VMware Cloud on AWS Focus

This article assumes you already have a working knowledge of VMware Cloud on AWS and have either deployed or are planning the deployment of, your Software-Defined Data Centre (SDDC). If you are unclear about the requirements for the connected AWS account and VPC review the VMware Cloud documentation here.

In the example architecture, we are working on, a Stretched Cluster has been deployed in the eu-west-2 (London) region. During the SDDC deployment, I connected an existing AWS account, aws.sddc@myorg.com, and now have a 25 Gbps cross-VPC link between VMware Cloud and my own VPC using the Elastic Network Interface (ENI). More information on how the connected VPC works can be found in AWS Native Services Integration With VMware Cloud on AWS.

VMCFocus

In this setup, I have also configured some Elastic Compute Cloud (EC2) instances to back up my Virtual Machines (VMs) to Simple Storage Services (S3). Great, so how do I start deploying AWS services at scale, and onboard the rest of my business that wants to begin creating their own AWS accounts?

AWS Organizations & Service Control Policies

AWS Organizations is a good starting point for those wanting to implement policies and governance across multiple accounts, for compliance, security, and standardised environments. Organizations can consolidate billing for your accounts, and automate the creation of new accounts as your environments grow. There is no additional charge for using AWS Organizations or Service Control Policies (SCP). An AWS Organization can be deployed manually, or as part of a Landing Zone which is discussed in the next section.

First, log into the AWS console with the account you will assign as the master. This account is used for account and policy management (it is itself exempt from Service Control Policies we will cover shortly), and assumes the role of a payer account for charges accrued by accounts within the organization hierarchy. Once the master account is set, it cannot be changed.

From the Services drop-down locate AWS Organizations, click Create Organization. Name your organization and select either consolidated billing only features or all features. From the Accounts tab, you can create and manage AWS accounts, and add existing accounts to your organization.
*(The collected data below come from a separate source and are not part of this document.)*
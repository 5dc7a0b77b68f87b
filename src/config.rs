use std::path::{Path, PathBuf};

use serde::{Deserialize, Serialize};

use crate::recommend::combine::{DEFAULT_ALPHA, DEFAULT_BETA};
use crate::recommend::{DEFAULT_BATCH_SIZE, DEFAULT_TOP_K};

/// Default local embedding model (bge-base offers +13% accuracy vs MiniLM)
const DEFAULT_LOCAL_MODEL: &str = "bge-base-en-v1.5";
/// Default retry count for the remote embedding backend
const DEFAULT_MAX_RETRIES: u32 = 3;

/// Embedding backend configuration. Immutable during a run; changing the
/// backend or model invalidates any existing snapshot.
#[derive(Clone, Debug, Serialize, Deserialize)]
pub struct EmbeddingConfig {
    /// Backend kind: "local" (fastembed) or "openai" (remote endpoint)
    #[serde(default = "default_backend")]
    pub backend: String,

    /// Model name (e.g. "bge-base-en-v1.5" or "text-embedding-3-small")
    #[serde(default = "default_model")]
    pub model: String,

    /// Vector dimension override for remote models the client does not know
    #[serde(default)]
    pub dimensions: Option<usize>,

    /// Items per embedding batch during precompute
    #[serde(default = "default_batch_size")]
    pub batch_size: usize,

    /// Retries on transient remote failures (429/5xx)
    #[serde(default = "default_max_retries")]
    pub max_retries: u32,
}

impl Default for EmbeddingConfig {
    fn default() -> Self {
        Self {
            backend: default_backend(),
            model: default_model(),
            dimensions: None,
            batch_size: default_batch_size(),
            max_retries: default_max_retries(),
        }
    }
}

fn default_backend() -> String {
    "local".to_string()
}

fn default_model() -> String {
    DEFAULT_LOCAL_MODEL.to_string()
}

fn default_batch_size() -> usize {
    DEFAULT_BATCH_SIZE
}

fn default_max_retries() -> u32 {
    DEFAULT_MAX_RETRIES
}

#[derive(Clone, Debug, Serialize, Deserialize)]
pub struct Config {
    #[serde(default)]
    pub embedding: EmbeddingConfig,

    /// Relevance weight of the overview embedding
    #[serde(default = "default_alpha")]
    pub alpha: f32,

    /// Relevance weight of the feature embedding
    #[serde(default = "default_beta")]
    pub beta: f32,

    /// Results per query unless the caller overrides
    #[serde(default = "default_top_k")]
    pub default_top_k: usize,

    #[serde(skip_serializing, skip_deserializing)]
    base_path: PathBuf,
}

impl Default for Config {
    fn default() -> Self {
        Self {
            embedding: EmbeddingConfig::default(),
            alpha: default_alpha(),
            beta: default_beta(),
            default_top_k: default_top_k(),
            base_path: PathBuf::new(),
        }
    }
}

fn default_alpha() -> f32 {
    DEFAULT_ALPHA
}

fn default_beta() -> f32 {
    DEFAULT_BETA
}

fn default_top_k() -> usize {
    DEFAULT_TOP_K
}

/// Default data dir: `~/.reelrec`
pub fn default_base_path() -> PathBuf {
    homedir::my_home()
        .ok()
        .flatten()
        .map(|home| home.join(".reelrec"))
        .unwrap_or_else(|| PathBuf::from(".reelrec"))
}

impl Config {
    fn validate(&self) {
        match self.embedding.backend.as_str() {
            "local" | "openai" => {}
            other => panic!("embedding.backend must be 'local' or 'openai', got '{other}'"),
        }

        if self.embedding.batch_size == 0 {
            panic!("embedding.batch_size must be greater than 0");
        }

        if !(self.alpha.is_finite() && self.alpha > 0.0) {
            panic!("alpha must be a positive number, got {}", self.alpha);
        }
        if !(self.beta.is_finite() && self.beta > 0.0) {
            panic!("beta must be a positive number, got {}", self.beta);
        }

        if self.default_top_k == 0 {
            panic!("default_top_k must be greater than 0");
        }
    }

    pub fn load_with(base_path: &Path) -> Self {
        let config_path = base_path.join("config.yaml");

        // create new if does not exist
        if !config_path.exists() {
            std::fs::create_dir_all(base_path).expect("cannot create data directory");
            std::fs::write(
                &config_path,
                serde_yml::to_string(&Self::default()).unwrap().as_bytes(),
            )
            .expect("cannot write default config");
        }

        let config_str = std::fs::read_to_string(&config_path).expect("cannot read config file");
        let mut config: Self = serde_yml::from_str(&config_str).expect("config is malformed");

        config.base_path = base_path.to_path_buf();

        config.validate();

        // resave in case config version needs an upgrade
        if config_str != serde_yml::to_string(&config).unwrap() {
            config.save();
        }

        config
    }

    pub fn save(&self) {
        let config_str = serde_yml::to_string(&self).unwrap();
        std::fs::write(self.base_path.join("config.yaml"), config_str)
            .expect("cannot write config file");
    }

    pub fn base_path(&self) -> &Path {
        &self.base_path
    }

    /// Where the snapshot pair lives.
    pub fn snapshot_dir(&self) -> PathBuf {
        self.base_path.join("snapshot")
    }
}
A member, and master, account can only be a member of one organization. When you create an account with AWS Organizations, an Identity and Access Management (IAM) role is created with full administrative permissions in the new account. The master account can assume this IAM role if required to gain access.

The Organize Accounts tab is where you can start creating the hierarchy of Organizational Units (OU). The canvas starts with the top-most container, which is the administrative root. OUs, and nested OUs (up to 5 levels deep including root), are added for separate groupings of departments or business units allowing policies to be applied to groups of accounts. An OU will inherit policies from the parent OU in addition to any policies assigned directly to it.

Organization1

A Service Control Policy contains statements defining the controls that are applied to an account or group of accounts. SCPs can only be used for organizations created with all features enabled, they are not available with consolidated billing only. Multiple SCPs can be attached or inherited to accounts in the hierarchical OU chain, however, a deny will always override any allow policies. SCPs can be created and managed in the Policies tab.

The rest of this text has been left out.